* Your assignment
Find every line in the records below that contains "runs", and copy it.

* Data shown

══════════════════════════════

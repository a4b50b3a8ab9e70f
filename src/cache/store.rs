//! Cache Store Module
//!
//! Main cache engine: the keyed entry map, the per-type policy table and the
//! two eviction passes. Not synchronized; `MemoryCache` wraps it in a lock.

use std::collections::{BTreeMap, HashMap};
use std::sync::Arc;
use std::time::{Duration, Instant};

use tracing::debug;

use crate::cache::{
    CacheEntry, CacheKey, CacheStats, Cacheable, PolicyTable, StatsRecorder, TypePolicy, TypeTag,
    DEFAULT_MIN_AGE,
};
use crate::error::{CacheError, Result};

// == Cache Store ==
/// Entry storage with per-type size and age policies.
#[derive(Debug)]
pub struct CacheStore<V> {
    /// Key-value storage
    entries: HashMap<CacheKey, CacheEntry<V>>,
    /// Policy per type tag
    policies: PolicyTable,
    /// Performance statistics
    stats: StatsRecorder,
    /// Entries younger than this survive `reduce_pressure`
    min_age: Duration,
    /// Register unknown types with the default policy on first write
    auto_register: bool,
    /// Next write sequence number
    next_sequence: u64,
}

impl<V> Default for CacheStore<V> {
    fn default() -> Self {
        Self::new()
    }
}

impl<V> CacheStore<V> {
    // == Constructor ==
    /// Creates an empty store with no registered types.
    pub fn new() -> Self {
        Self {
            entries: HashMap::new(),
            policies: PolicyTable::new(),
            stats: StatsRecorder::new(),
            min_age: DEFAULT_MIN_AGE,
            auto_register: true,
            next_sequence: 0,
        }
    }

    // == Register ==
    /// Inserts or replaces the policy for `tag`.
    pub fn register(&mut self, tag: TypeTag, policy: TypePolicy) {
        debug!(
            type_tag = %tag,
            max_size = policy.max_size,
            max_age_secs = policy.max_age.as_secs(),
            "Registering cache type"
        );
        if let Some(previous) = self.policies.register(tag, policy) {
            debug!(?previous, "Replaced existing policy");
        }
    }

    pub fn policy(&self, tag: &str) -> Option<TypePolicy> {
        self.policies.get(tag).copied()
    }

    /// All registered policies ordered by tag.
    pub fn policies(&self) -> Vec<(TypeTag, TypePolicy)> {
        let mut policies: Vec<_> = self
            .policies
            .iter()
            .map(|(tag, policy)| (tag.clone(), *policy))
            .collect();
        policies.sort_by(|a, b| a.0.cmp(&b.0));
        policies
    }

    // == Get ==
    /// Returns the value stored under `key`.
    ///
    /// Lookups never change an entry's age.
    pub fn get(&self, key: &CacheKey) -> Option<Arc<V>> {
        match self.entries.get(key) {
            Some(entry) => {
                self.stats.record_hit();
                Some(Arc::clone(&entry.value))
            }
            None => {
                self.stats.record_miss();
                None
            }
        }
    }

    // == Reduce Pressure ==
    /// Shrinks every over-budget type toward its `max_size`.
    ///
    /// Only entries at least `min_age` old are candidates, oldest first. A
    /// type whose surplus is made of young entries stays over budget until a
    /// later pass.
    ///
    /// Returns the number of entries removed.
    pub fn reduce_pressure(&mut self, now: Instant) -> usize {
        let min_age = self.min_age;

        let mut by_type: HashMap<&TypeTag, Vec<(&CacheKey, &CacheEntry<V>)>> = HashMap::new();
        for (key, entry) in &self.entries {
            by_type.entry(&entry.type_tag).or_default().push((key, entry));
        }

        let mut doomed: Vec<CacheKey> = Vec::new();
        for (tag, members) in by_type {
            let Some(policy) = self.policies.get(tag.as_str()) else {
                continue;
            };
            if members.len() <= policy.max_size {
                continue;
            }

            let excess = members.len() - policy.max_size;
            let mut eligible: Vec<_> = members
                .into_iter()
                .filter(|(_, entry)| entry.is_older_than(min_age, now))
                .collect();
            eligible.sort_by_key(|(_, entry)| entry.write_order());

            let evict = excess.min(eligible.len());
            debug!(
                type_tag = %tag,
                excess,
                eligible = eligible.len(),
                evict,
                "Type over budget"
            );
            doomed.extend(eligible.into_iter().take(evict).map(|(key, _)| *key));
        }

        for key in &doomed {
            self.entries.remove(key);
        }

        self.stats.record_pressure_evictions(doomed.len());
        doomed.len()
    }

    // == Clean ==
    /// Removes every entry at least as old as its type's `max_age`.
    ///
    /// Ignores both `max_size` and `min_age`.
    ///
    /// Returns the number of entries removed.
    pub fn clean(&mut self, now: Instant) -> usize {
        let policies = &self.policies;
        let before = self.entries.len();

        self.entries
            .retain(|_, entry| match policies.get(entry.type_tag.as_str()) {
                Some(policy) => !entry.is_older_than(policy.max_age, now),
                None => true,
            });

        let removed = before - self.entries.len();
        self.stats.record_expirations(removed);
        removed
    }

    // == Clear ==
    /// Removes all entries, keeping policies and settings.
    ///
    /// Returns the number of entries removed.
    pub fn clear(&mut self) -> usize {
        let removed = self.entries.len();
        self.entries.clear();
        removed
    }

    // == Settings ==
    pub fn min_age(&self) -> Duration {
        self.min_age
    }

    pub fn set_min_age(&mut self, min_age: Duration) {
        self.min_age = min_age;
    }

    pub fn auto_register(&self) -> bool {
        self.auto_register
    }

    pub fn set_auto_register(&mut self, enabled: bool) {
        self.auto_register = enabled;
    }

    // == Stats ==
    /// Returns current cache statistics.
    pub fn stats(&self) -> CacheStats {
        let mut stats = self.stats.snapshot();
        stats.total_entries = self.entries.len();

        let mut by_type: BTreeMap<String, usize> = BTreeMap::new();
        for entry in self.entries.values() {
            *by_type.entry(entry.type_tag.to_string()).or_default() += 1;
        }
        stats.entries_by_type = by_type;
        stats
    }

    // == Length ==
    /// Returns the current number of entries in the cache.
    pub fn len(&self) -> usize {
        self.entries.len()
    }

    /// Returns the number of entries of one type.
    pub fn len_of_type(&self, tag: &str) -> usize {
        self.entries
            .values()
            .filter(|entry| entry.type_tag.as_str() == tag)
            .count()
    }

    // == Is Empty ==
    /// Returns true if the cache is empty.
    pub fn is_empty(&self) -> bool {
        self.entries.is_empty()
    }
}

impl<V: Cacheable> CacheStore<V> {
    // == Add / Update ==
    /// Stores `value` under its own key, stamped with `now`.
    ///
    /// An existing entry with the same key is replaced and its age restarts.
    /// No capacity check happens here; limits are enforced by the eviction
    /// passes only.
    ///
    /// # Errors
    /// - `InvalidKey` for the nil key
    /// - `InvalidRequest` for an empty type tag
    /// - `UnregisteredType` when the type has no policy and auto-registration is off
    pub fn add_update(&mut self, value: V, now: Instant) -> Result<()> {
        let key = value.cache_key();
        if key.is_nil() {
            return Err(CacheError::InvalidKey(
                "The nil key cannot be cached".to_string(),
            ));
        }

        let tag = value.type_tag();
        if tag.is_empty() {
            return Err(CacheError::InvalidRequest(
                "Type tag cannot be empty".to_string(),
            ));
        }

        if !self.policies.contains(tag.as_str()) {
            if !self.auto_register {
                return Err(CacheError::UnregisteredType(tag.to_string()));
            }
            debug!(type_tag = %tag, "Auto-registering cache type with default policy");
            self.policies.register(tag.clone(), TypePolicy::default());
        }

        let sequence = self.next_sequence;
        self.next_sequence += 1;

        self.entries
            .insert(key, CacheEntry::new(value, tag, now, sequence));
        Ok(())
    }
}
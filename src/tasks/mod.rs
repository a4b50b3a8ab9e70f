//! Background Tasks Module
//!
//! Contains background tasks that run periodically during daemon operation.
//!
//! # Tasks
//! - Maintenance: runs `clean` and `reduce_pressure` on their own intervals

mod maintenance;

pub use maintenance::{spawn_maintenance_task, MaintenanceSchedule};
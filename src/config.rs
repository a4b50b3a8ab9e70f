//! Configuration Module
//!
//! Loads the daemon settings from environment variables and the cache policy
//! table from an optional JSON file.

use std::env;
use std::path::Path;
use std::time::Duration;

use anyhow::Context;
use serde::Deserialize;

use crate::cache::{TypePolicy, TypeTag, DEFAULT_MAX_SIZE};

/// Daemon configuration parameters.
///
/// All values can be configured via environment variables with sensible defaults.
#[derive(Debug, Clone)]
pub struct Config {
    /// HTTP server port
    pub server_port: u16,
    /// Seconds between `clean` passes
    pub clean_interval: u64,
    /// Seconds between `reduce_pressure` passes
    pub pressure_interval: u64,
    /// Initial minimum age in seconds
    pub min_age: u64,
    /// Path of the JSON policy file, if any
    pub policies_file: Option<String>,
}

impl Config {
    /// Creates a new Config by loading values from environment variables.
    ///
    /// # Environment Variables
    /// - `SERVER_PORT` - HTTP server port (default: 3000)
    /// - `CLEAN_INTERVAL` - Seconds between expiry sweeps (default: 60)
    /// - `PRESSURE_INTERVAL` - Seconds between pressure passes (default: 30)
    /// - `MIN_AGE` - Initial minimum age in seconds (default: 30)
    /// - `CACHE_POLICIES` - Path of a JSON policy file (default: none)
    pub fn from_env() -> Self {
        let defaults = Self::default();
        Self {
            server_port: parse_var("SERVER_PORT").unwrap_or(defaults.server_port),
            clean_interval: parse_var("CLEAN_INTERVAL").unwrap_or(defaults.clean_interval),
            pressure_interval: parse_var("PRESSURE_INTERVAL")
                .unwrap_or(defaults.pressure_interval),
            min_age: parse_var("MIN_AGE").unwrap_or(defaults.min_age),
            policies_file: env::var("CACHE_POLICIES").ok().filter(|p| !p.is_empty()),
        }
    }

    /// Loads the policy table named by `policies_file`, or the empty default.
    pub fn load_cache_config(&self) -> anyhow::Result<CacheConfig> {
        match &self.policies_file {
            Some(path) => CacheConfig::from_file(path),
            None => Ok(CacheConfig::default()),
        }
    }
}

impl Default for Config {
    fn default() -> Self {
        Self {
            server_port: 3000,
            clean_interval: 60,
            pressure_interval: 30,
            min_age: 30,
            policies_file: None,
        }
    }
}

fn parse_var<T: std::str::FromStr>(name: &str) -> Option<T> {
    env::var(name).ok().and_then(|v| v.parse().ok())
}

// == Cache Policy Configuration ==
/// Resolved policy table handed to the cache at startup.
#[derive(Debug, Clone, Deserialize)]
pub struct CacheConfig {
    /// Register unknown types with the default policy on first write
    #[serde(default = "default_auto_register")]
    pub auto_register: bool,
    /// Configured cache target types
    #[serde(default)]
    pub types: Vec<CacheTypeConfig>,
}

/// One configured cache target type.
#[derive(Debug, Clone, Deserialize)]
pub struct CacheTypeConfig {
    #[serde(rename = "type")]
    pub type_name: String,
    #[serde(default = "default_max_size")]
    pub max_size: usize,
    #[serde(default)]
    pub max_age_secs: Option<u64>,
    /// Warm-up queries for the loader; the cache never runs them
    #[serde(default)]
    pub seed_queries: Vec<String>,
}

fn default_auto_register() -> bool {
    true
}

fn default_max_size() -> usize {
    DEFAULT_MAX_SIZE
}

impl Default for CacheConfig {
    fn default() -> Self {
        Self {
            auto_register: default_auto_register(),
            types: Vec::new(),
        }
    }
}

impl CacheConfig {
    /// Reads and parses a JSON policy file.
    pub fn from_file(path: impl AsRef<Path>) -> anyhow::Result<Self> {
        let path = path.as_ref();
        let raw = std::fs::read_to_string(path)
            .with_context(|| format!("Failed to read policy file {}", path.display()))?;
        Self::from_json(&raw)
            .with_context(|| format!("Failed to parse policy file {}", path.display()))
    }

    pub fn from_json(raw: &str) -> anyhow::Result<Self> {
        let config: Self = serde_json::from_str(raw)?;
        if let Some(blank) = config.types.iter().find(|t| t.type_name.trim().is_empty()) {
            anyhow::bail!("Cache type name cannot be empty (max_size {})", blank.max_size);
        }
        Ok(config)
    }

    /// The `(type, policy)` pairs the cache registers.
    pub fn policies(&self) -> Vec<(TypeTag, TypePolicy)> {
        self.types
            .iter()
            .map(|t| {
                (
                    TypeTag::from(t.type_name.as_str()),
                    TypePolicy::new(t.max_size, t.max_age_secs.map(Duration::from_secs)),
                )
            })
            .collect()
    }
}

══════════════════════════════

* Expected answer
//! - Maintenance: runs `clean` and `reduce_pressure` on their own intervals
    /// Warm-up queries for the loader; the cache never runs them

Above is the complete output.